The Medical Director actively uses their medical background, experience, and judgment to make determinations whether requested services, requested level of care, and/or requested site of service should be authorized. All work occurs within a context of regulatory compliance, and work is assisted by diverse resources which may include national clinical guidelines, CMS policies and determinations, clinical reference materials, internal teaching conferences, and other sources of expertise.
Medical Directors will learn Medicare and Medicare Advantage requirements and will understand how to operationalize this knowledge in their daily work.
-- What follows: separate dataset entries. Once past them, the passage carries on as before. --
//! Line framing and JSON fragment joining.

use crate::pipeline::Framing;
use serde_json::Value;

/// Bytes received but not yet terminated by a newline.
///
/// Lines are decoded only once complete, so a multi-byte character split across
/// two reads is reassembled before UTF-8 decoding.
#[derive(Debug, Default)]
pub struct LineBuffer {
    buf: Vec<u8>,
}

impl LineBuffer {
    pub fn new() -> Self {
        Self::default()
    }

    pub fn push(&mut self, chunk: &[u8]) {
        self.buf.extend_from_slice(chunk);
    }

    /// Next complete line without its terminator (`\n` or `\r\n`).
    pub fn next_line(&mut self) -> Option<String> {
        let idx = self.buf.iter().position(|b| *b == b'\n')?;
        let mut line: Vec<u8> = self.buf.drain(..=idx).collect();
        line.pop();
        if line.last() == Some(&b'\r') {
            line.pop();
        }
        Some(String::from_utf8_lossy(&line).into_owned())
    }

    /// Unterminated tail left at end of input, if it holds anything but whitespace.
    pub fn take_remainder(&mut self) -> Option<String> {
        let rest = std::mem::take(&mut self.buf);
        let text = String::from_utf8_lossy(&rest);
        let trimmed = text.trim();
        if trimmed.is_empty() {
            None
        } else {
            Some(trimmed.to_string())
        }
    }

    pub fn pending_bytes(&self) -> usize {
        self.buf.len()
    }
}

/// Payload carried by one line, or `None` for blank lines, comments and SSE fields
/// other than `data`.
pub fn payload_of(framing: Framing, line: &str) -> Option<&str> {
    let trimmed = line.trim();
    if trimmed.is_empty() {
        return None;
    }
    match framing {
        Framing::Sse => {
            // Ignore SSE comment lines
            if trimmed.starts_with(':') {
                return None;
            }
            let data = trimmed.strip_prefix("data:")?.trim_start();
            if data.is_empty() {
                None
            } else {
                Some(data)
            }
        }
        Framing::Ndjson | Framing::Document => Some(trimmed),
    }
}

#[derive(Debug, PartialEq)]
pub enum Joined {
    Complete(Value),
    /// Incomplete so far; feed the next payload.
    Pending,
    Malformed(String),
}

/// Joins JSON objects that a provider split across several payloads.
///
/// A fragment that fails with a premature end of input is held and retried with the
/// following payload appended, up to `max_joins` times. Syntax errors are final.
#[derive(Debug)]
pub struct FragmentJoiner {
    pending: String,
    joins: usize,
    max_joins: usize,
}

impl FragmentJoiner {
    pub fn new(max_joins: usize) -> Self {
        Self {
            pending: String::new(),
            joins: 0,
            max_joins,
        }
    }

    pub fn feed(&mut self, payload: &str) -> Joined {
        let continuing = !self.pending.is_empty();
        let mut candidate = std::mem::take(&mut self.pending);
        candidate.push_str(payload);

        match serde_json::from_str::<Value>(&candidate) {
            Ok(v) => {
                self.joins = 0;
                Joined::Complete(v)
            }
            Err(e) if e.is_eof() => {
                let joins = if continuing { self.joins + 1 } else { 0 };
                let exhausted = if continuing {
                    joins >= self.max_joins
                } else {
                    self.max_joins == 0
                };
                if exhausted {
                    self.joins = 0;
                    Joined::Malformed(format!(
                        "JSON fragment still incomplete after {} joins: {}",
                        joins,
                        preview(&candidate)
                    ))
                } else {
                    self.joins = joins;
                    self.pending = candidate;
                    Joined::Pending
                }
            }
            Err(e) => {
                self.joins = 0;
                Joined::Malformed(format!("{}: {}", e, preview(&candidate)))
            }
        }
    }

    pub fn is_pending(&self) -> bool {
        !self.pending.is_empty()
    }

    pub fn pending_preview(&self) -> String {
        preview(&self.pending)
    }
}

fn preview(s: &str) -> String {
    const MAX: usize = 80;
    if s.chars().count() <= MAX {
        s.to_string()
    } else {
        let head: String = s.chars().take(MAX).collect();
        format!("{}…", head)
    }
}

#[cfg(test)]
mod tests {
    use super::*;
    use serde_json::json;

    #[test]
    fn lines_resume_across_reads() {
        let mut lines = LineBuffer::new();
        lines.push(b"data: {\"a\"");
        assert_eq!(lines.next_line(), None);
        lines.push(b":1}\r\ndata: [DONE]\n");
        assert_eq!(lines.next_line().as_deref(), Some("data: {\"a\":1}"));
        assert_eq!(lines.next_line().as_deref(), Some("data: [DONE]"));
        assert_eq!(lines.next_line(), None);
        assert_eq!(lines.pending_bytes(), 0);
    }

    #[test]
    fn split_utf8_is_reassembled() {
        let text = "héllo\n".as_bytes();
        let mut lines = LineBuffer::new();
        lines.push(&text[..2]);
        lines.push(&text[2..]);
        assert_eq!(lines.next_line().as_deref(), Some("héllo"));
    }

    #[test]
    fn sse_payloads() {
        assert_eq!(payload_of(Framing::Sse, "data: {}"), Some("{}"));
        assert_eq!(payload_of(Framing::Sse, "data:{}"), Some("{}"));
        assert_eq!(payload_of(Framing::Sse, ": keep-alive"), None);
        assert_eq!(payload_of(Framing::Sse, "event: message_stop"), None);
        assert_eq!(payload_of(Framing::Sse, ""), None);
        assert_eq!(payload_of(Framing::Ndjson, " {\"done\":true} "), Some("{\"done\":true}"));
    }

    #[test]
    fn joins_split_objects() {
        let mut joiner = FragmentJoiner::new(3);
        assert_eq!(joiner.feed(r#"{"text":"hel"#), Joined::Pending);
        assert!(joiner.is_pending());
        assert_eq!(joiner.feed(r#"lo"}"#), Joined::Complete(json!({"text": "hello"})));
        assert!(!joiner.is_pending());
    }

    #[test]
    fn join_bound_is_enforced() {
        let mut joiner = FragmentJoiner::new(2);
        assert_eq!(joiner.feed(r#"{"a":"#), Joined::Pending);
        assert_eq!(joiner.feed(r#"["#), Joined::Pending);
        assert!(matches!(joiner.feed(r#"1,"#), Joined::Malformed(_)));
        assert!(!joiner.is_pending());
    }

    #[test]
    fn syntax_errors_are_final() {
        let mut joiner = FragmentJoiner::new(3);
        assert!(matches!(joiner.feed("not json"), Joined::Malformed(_)));
    }
}
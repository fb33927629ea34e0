use crate::types::{ArgValue, FunctionCall};
use serde_json::Value;
use std::collections::BTreeMap;

#[derive(Debug, Default)]
struct PendingCall {
    id: Option<String>,
    name: String,
    arguments: String,
    decoded: Option<Value>,
}

/// Collects tool call frames (started + argument fragments, or whole calls) into
/// final [`FunctionCall`]s, in provider index order.
#[derive(Debug, Default)]
pub struct ToolCallAssembler {
    calls: BTreeMap<u32, PendingCall>,
}

impl ToolCallAssembler {
    pub fn new() -> Self {
        Self::default()
    }

    pub fn is_empty(&self) -> bool {
        self.calls.is_empty()
    }

    pub fn on_started(&mut self, index: u32, id: Option<String>, name: String) {
        let call = self.calls.entry(index).or_default();
        if call.id.is_none() {
            call.id = id;
        }
        if call.name.is_empty() {
            call.name = name;
        }
    }

    pub fn on_partial(&mut self, index: u32, fragment: &str) {
        self.calls
            .entry(index)
            .or_default()
            .arguments
            .push_str(fragment);
    }

    pub fn on_complete(&mut self, id: Option<String>, name: String, arguments: Value) {
        let index = self.calls.keys().next_back().map(|i| i + 1).unwrap_or(0);
        self.calls.insert(
            index,
            PendingCall {
                id,
                name,
                arguments: String::new(),
                decoded: Some(arguments),
            },
        );
    }

    /// Decode every call. Arguments must form a JSON object (empty means `{}`).
    pub fn finalize(self) -> Result<Vec<FunctionCall>, String> {
        let mut out = Vec::with_capacity(self.calls.len());
        for (index, call) in self.calls {
            if call.name.is_empty() {
                return Err(format!("tool call #{index} has no function name"));
            }
            let value = match call.decoded {
                Some(v) => v,
                None => {
                    let raw = call.arguments.trim();
                    if raw.is_empty() {
                        Value::Object(Default::default())
                    } else {
                        serde_json::from_str(raw).map_err(|e| {
                            format!("arguments for `{}` are not valid JSON: {}", call.name, e)
                        })?
                    }
                }
            };
            let arguments = match &value {
                // Some providers send arguments as a JSON-encoded string.
                Value::String(s) => serde_json::from_str::<Value>(s)
                    .ok()
                    .and_then(|v| ArgValue::map_from_json(&v)),
                other => ArgValue::map_from_json(other),
            }
            .ok_or_else(|| format!("arguments for `{}` are not a JSON object", call.name))?;
            out.push(FunctionCall {
                id: call.id,
                name: call.name,
                arguments,
            });
        }
        Ok(out)
    }
}
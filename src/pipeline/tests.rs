use super::*;
use crate::drivers::{AnthropicDriver, OllamaDriver, OpenAiDriver, ProviderDriver};
use crate::error::{Error, ErrorKind};
use crate::types::{ArgValue, EventStream, ResponseEvent, ResponseFormat, Transcript};
use crate::BoxStream;
use bytes::Bytes;
use futures::stream;
use std::sync::Arc;
use std::time::Duration;
use tokio::time::Instant;
use tokio_util::sync::CancellationToken;

fn body(chunks: &[&str]) -> BoxStream<'static, Bytes> {
    let owned: Vec<crate::Result<Bytes>> = chunks
        .iter()
        .map(|c| Ok(Bytes::from(c.to_string())))
        .collect();
    Box::pin(stream::iter(owned))
}

fn openai() -> Arc<dyn ProviderDriver> {
    Arc::new(OpenAiDriver::new("openai"))
}

async fn decode(driver: Arc<dyn ProviderDriver>, framing: Framing, chunks: &[&str]) -> Transcript {
    let events = StreamDecoder::new(driver, framing).decode(body(chunks));
    Transcript::collect(events).await
}

fn sse_delta(text: &str) -> String {
    format!(
        "data: {}\n\n",
        serde_json::json!({"choices": [{"delta": {"content": text}, "index": 0}]})
    )
}

#[tokio::test]
async fn sse_deltas_concatenate_into_text_chunk() {
    let a = sse_delta("Great ");
    let b = sse_delta("workout!");
    let finish = r#"data: {"choices":[{"delta":{},"finish_reason":"stop"}]}"#.to_string() + "\n\n";
    // Split the first event mid-line to exercise resumption across reads.
    let (a1, a2) = a.split_at(12);
    let chunks = [a1, a2, b.as_str(), finish.as_str(), "data: [DONE]\n\n"];
    let transcript = decode(openai(), Framing::Sse, &chunks).await;

    assert_eq!(transcript.deltas(), vec!["Great ", "workout!"]);
    assert_eq!(transcript.text(), "Great workout!");
    assert!(transcript.is_done());
    assert_eq!(transcript.terminal_count(), 1);
}

#[tokio::test]
async fn split_json_payload_is_joined() {
    let chunks = [
        "data: {\"choices\":[{\"delta\":{\"content\":\"Hel\n",
        "data: lo\"}}]}\n",
        "data: [DONE]\n",
    ];
    let transcript = decode(openai(), Framing::Sse, &chunks).await;
    assert_eq!(transcript.text(), "Hello");
    assert!(transcript.is_done());
}

#[tokio::test]
async fn fragment_join_is_bounded() {
    let chunks = [
        "data: {\"choices\":[\n",
        "data: {\"delta\":\n",
        "data: {\"content\":\n",
        "data: \"x\"\n",
        "data: [DONE]\n",
    ];
    let events = StreamDecoder::new(openai(), Framing::Sse)
        .with_max_joins(2)
        .decode(body(&chunks));
    let transcript = Transcript::collect(events).await;
    assert_eq!(transcript.error().map(|(k, _)| k), Some(ErrorKind::Malformed));
    assert_eq!(transcript.terminal_count(), 1);
}

#[tokio::test]
async fn syntax_error_is_malformed() {
    let transcript = decode(openai(), Framing::Sse, &["data: {not json}\n\n"]).await;
    assert_eq!(transcript.error().map(|(k, _)| k), Some(ErrorKind::Malformed));
}

#[tokio::test]
async fn eof_without_terminal_is_transient() {
    let first = sse_delta("partial");
    let transcript = decode(openai(), Framing::Sse, &[first.as_str()]).await;
    assert_eq!(transcript.deltas(), vec!["partial"]);
    assert_eq!(
        transcript.error().map(|(k, _)| k),
        Some(ErrorKind::TransientNetwork)
    );
}

#[tokio::test]
async fn finish_reason_without_done_sentinel_completes() {
    let chunks = [
        sse_delta("ok"),
        r#"data: {"choices":[{"delta":{},"finish_reason":"stop"}],"usage":{"prompt_tokens":3,"completion_tokens":1,"total_tokens":4}}"#.to_string(),
    ];
    let refs: Vec<&str> = chunks.iter().map(String::as_str).collect();
    let transcript = decode(openai(), Framing::Sse, &refs).await;
    assert!(transcript.is_done());
    assert_eq!(transcript.usage().map(|u| u.total_tokens), Some(4));
}

#[tokio::test]
async fn body_read_error_terminates_with_its_kind() {
    let items: Vec<crate::Result<Bytes>> = vec![
        Ok(Bytes::from(sse_delta("a"))),
        Err(Error::timeout("read timed out")),
    ];
    let events = StreamDecoder::new(openai(), Framing::Sse).decode(Box::pin(stream::iter(items)));
    let transcript = Transcript::collect(events).await;
    assert_eq!(transcript.error().map(|(k, _)| k), Some(ErrorKind::Timeout));
}

#[tokio::test]
async fn document_body_yields_single_chunk() {
    let doc = r#"{"choices":[{"message":{"role":"assistant","content":"Drink water."},"finish_reason":"stop"}]}"#;
    let (left, right) = doc.split_at(20);
    let transcript = decode(openai(), Framing::Document, &[left, right]).await;
    assert!(transcript.deltas().is_empty());
    assert_eq!(
        transcript.events[0],
        ResponseEvent::TextChunk {
            text: "Drink water.".into()
        }
    );
    assert!(transcript.is_done());
}

#[tokio::test]
async fn document_that_is_not_json_is_malformed() {
    let transcript = decode(openai(), Framing::Document, &["<html>bad gateway</html>"]).await;
    assert_eq!(transcript.error().map(|(k, _)| k), Some(ErrorKind::Malformed));
}

#[tokio::test]
async fn json_format_emits_structured_payload() {
    let doc = r#"{"choices":[{"message":{"content":"Here:\n```json\n{\"calories\": 420, \"meal\": \"lunch\"}\n```"},"finish_reason":"stop"}]}"#;
    let events = StreamDecoder::new(openai(), Framing::Document)
        .with_response_format(ResponseFormat::Json)
        .decode(body(&[doc]));
    let transcript = Transcript::collect(events).await;
    let payload = transcript.payload().expect("payload");
    assert_eq!(payload.get("calories").and_then(ArgValue::as_i64), Some(420));
    assert_eq!(payload.get("meal").and_then(ArgValue::as_str), Some("lunch"));
    assert!(transcript.is_done());
}

#[tokio::test]
async fn json_format_without_object_is_malformed() {
    let doc = r#"{"choices":[{"message":{"content":"no structure"},"finish_reason":"stop"}]}"#;
    let events = StreamDecoder::new(openai(), Framing::Document)
        .with_response_format(ResponseFormat::Json)
        .decode(body(&[doc]));
    let transcript = Transcript::collect(events).await;
    assert_eq!(transcript.error().map(|(k, _)| k), Some(ErrorKind::Malformed));
    // The text itself is still delivered before the failure.
    assert_eq!(transcript.text(), "no structure");
}

#[tokio::test]
async fn streamed_tool_call_becomes_proposal() {
    let chunks = [
        "data: {\"choices\":[{\"delta\":{\"tool_calls\":[{\"index\":0,\"id\":\"call_1\",\"function\":{\"name\":\"log_water\",\"arguments\":\"\"}}]}}]}\n\n",
        "data: {\"choices\":[{\"delta\":{\"tool_calls\":[{\"index\":0,\"function\":{\"arguments\":\"{\\\"ml\\\":\"}}]}}]}\n\n",
        "data: {\"choices\":[{\"delta\":{\"tool_calls\":[{\"index\":0,\"function\":{\"arguments\":\"250}\"}}]}}]}\n\n",
        "data: {\"choices\":[{\"delta\":{},\"finish_reason\":\"tool_calls\"}]}\n\n",
        "data: [DONE]\n\n",
    ];
    let transcript = decode(openai(), Framing::Sse, &chunks).await;
    let calls = transcript.function_calls();
    assert_eq!(calls.len(), 1);
    assert_eq!(calls[0].name, "log_water");
    assert_eq!(calls[0].id.as_deref(), Some("call_1"));
    assert_eq!(calls[0].arguments.get("ml").and_then(ArgValue::as_i64), Some(250));
    assert!(transcript.is_done());
}

#[tokio::test]
async fn anthropic_event_stream() {
    let chunks = [
        "event: message_start\ndata: {\"type\":\"message_start\",\"message\":{\"usage\":{\"input_tokens\":9}}}\n\n",
        "event: content_block_delta\ndata: {\"type\":\"content_block_delta\",\"index\":0,\"delta\":{\"type\":\"text_delta\",\"text\":\"Rest \"}}\n\n",
        "event: content_block_delta\ndata: {\"type\":\"content_block_delta\",\"index\":0,\"delta\":{\"type\":\"text_delta\",\"text\":\"today.\"}}\n\n",
        "event: message_delta\ndata: {\"type\":\"message_delta\",\"delta\":{\"stop_reason\":\"end_turn\"},\"usage\":{\"output_tokens\":4}}\n\n",
        "event: message_stop\ndata: {\"type\":\"message_stop\"}\n\n",
    ];
    let transcript = decode(Arc::new(AnthropicDriver::new("anthropic")), Framing::Sse, &chunks).await;
    assert_eq!(transcript.text(), "Rest today.");
    let usage = transcript.usage().expect("usage");
    assert_eq!((usage.prompt_tokens, usage.completion_tokens), (9, 4));
}

#[tokio::test]
async fn ndjson_stream_from_ollama() {
    let chunks = [
        "{\"message\":{\"content\":\"Stretch\"},\"done\":false}\n",
        "{\"message\":{\"content\":\" first.\"},\"done\":false}\n{\"message\":{\"content\":\"\"},",
        "\"done\":true,\"done_reason\":\"stop\",\"eval_count\":2}",
    ];
    let transcript = decode(Arc::new(OllamaDriver::new("local")), Framing::Ndjson, &chunks).await;
    assert_eq!(transcript.deltas(), vec!["Stretch", " first."]);
    assert!(transcript.is_done());
}

#[tokio::test]
async fn provider_error_mid_stream_is_terminal() {
    let chunks = [
        sse_delta("Hi"),
        "data: {\"error\":{\"message\":\"rate limit reached\",\"type\":\"rate_limit_exceeded\"}}\n\n".to_string(),
        sse_delta("ignored"),
    ];
    let refs: Vec<&str> = chunks.iter().map(String::as_str).collect();
    let transcript = decode(openai(), Framing::Sse, &refs).await;
    assert_eq!(transcript.deltas(), vec!["Hi"]);
    assert_eq!(transcript.error(), Some((ErrorKind::RateLimited, "rate limit reached")));
}

fn pending_stream() -> EventStream {
    Box::pin(stream::pending())
}

#[tokio::test(start_paused = true)]
async fn guard_times_out_silent_stream() {
    let deadline = Instant::now() + Duration::from_secs(5);
    let guarded = terminated(pending_stream(), deadline, CancellationToken::new(), ());
    let transcript = Transcript::collect(guarded).await;
    assert_eq!(transcript.error().map(|(k, _)| k), Some(ErrorKind::Timeout));
}

#[tokio::test]
async fn guard_reports_cancellation() {
    let cancel = CancellationToken::new();
    let guarded = terminated(
        pending_stream(),
        Instant::now() + Duration::from_secs(60),
        cancel.clone(),
        (),
    );
    cancel.cancel();
    let transcript = Transcript::collect(guarded).await;
    assert_eq!(transcript.error().map(|(k, _)| k), Some(ErrorKind::Cancelled));
}

#[tokio::test]
async fn guard_supplies_missing_terminal_and_drops_trailing_events() {
    use futures::StreamExt;

    let deadline = Instant::now() + Duration::from_secs(60);
    let open: EventStream = Box::pin(stream::iter(vec![ResponseEvent::TextDelta {
        delta: "a".into(),
    }]));
    let events: Vec<_> = terminated(open, deadline, CancellationToken::new(), ())
        .collect()
        .await;
    assert_eq!(events.len(), 2);
    assert_eq!(events[1].error_kind(), Some(ErrorKind::Malformed));

    let chatty: EventStream = Box::pin(stream::iter(vec![
        ResponseEvent::done(),
        ResponseEvent::TextDelta { delta: "late".into() },
    ]));
    let events: Vec<_> = terminated(chatty, deadline, CancellationToken::new(), ())
        .collect()
        .await;
    assert_eq!(events, vec![ResponseEvent::done()]);
}

#[tokio::test]
async fn guard_releases_hold_after_terminal() {
    use futures::StreamExt;
    use std::sync::atomic::{AtomicBool, Ordering};

    struct Flag(Arc<AtomicBool>);
    impl Drop for Flag {
        fn drop(&mut self) {
            self.0.store(true, Ordering::SeqCst);
        }
    }

    let released = Arc::new(AtomicBool::new(false));
    let inner: EventStream = Box::pin(stream::iter(vec![ResponseEvent::done()]));
    let mut guarded = terminated(
        inner,
        Instant::now() + Duration::from_secs(60),
        CancellationToken::new(),
        Flag(released.clone()),
    );
    assert!(guarded.next().await.is_some());
    assert!(released.load(Ordering::SeqCst));
}
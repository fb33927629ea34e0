//! Exponential backoff with jitter.

use rand::Rng;
use std::time::Duration;

#[derive(Debug, Clone, Copy, PartialEq)]
pub struct Backoff {
    pub base: Duration,
    pub max: Duration,
    /// Fraction of the delay randomised in either direction (0.2 = ±20%).
    pub jitter: f64,
}

impl Backoff {
    pub fn new(base: Duration, max: Duration, jitter: f64) -> Self {
        Self {
            base,
            max,
            jitter: if jitter.is_finite() { jitter.clamp(0.0, 1.0) } else { 0.0 },
        }
    }

    /// Delay before the attempt following `attempt` (1-based).
    ///
    /// A server `Retry-After` hint replaces the computed delay, still capped at `max`.
    pub fn delay_for(&self, attempt: u32, retry_after: Option<Duration>) -> Duration {
        if let Some(hint) = retry_after {
            return hint.min(self.max);
        }
        let exponent = attempt.saturating_sub(1).min(31);
        let raw = self.base.saturating_mul(1u32 << exponent).min(self.max);
        if self.jitter <= 0.0 {
            return raw;
        }
        let factor = 1.0 + rand::thread_rng().gen_range(-self.jitter..self.jitter);
        raw.mul_f64(factor).min(self.max)
    }
}

#[cfg(test)]
mod tests {
    use super::*;

    #[test]
    fn grows_exponentially_without_jitter() {
        let backoff = Backoff::new(Duration::from_millis(100), Duration::from_secs(30), 0.0);
        assert_eq!(backoff.delay_for(1, None), Duration::from_millis(100));
        assert_eq!(backoff.delay_for(2, None), Duration::from_millis(200));
        assert_eq!(backoff.delay_for(4, None), Duration::from_millis(800));
    }

    #[test]
    fn capped_at_max() {
        let backoff = Backoff::new(Duration::from_secs(1), Duration::from_secs(30), 0.0);
        assert_eq!(backoff.delay_for(10, None), Duration::from_secs(30));
        assert_eq!(backoff.delay_for(200, None), Duration::from_secs(30));
    }

    #[test]
    fn jitter_stays_within_band() {
        let backoff = Backoff::new(Duration::from_millis(1000), Duration::from_secs(30), 0.2);
        for _ in 0..100 {
            let d = backoff.delay_for(1, None);
            assert!(d >= Duration::from_millis(800) && d <= Duration::from_millis(1200), "{:?}", d);
        }
    }

    #[test]
    fn non_finite_jitter_is_ignored() {
        let backoff = Backoff::new(Duration::from_millis(100), Duration::from_secs(30), f64::NAN);
        assert_eq!(backoff.jitter, 0.0);
        assert_eq!(backoff.delay_for(2, None), Duration::from_millis(200));
    }

    #[test]
    fn retry_after_overrides_and_is_capped() {
        let backoff = Backoff::new(Duration::from_millis(100), Duration::from_secs(30), 0.5);
        assert_eq!(
            backoff.delay_for(1, Some(Duration::from_secs(2))),
            Duration::from_secs(2)
        );
        assert_eq!(
            backoff.delay_for(1, Some(Duration::from_secs(600))),
            Duration::from_secs(30)
        );
    }
}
The Medical Director’s work includes computer-based review of moderately complex to complex clinical scenarios, review of all submitted clinical records, prioritization of daily work, communication of decisions to internal associates, and possible participation in care management. The clinical scenarios predominantly arise from inpatient or post-acute care environments.
Use your skills to make an impact.
The Medical Director provides medical interpretation and determinations whether services provided by other healthcare professionals are in agreement with national guidelines, CMS requirements, Humana policies, clinical standards, and (in some cases) contracts.
The ideal candidate supports and collaborates with other team members, other departments, Humana colleagues and the Regional VP Health Services. After completion of mentored training, daily work is performed with minimal direction. Enjoys working in a structured environment with expectations for consistency in thinking and authorship. Exercises independence in meeting departmental expectations and meets compliance timelines.
Health insurance provider for seniors and military
Humana provides health and well-being services, focusing on Medicare Advantage plans for seniors, military personnel, and communities. Their plans include HMO, PPO, and PFFS options, designed to improve health outcomes through comprehensive and flexible coverage. Humana's revenue comes from government contracts and member premiums, and they aim to maintain high renewal rates by offering quality service and competitive benefits. The company stands out by fostering a culture of inclusivity and belonging among its employees, while also ensuring accessibility for all members, including offering free language interpreter services. Humana's goal is to deliver value to its members through an extensive provider network and innovative health solutions.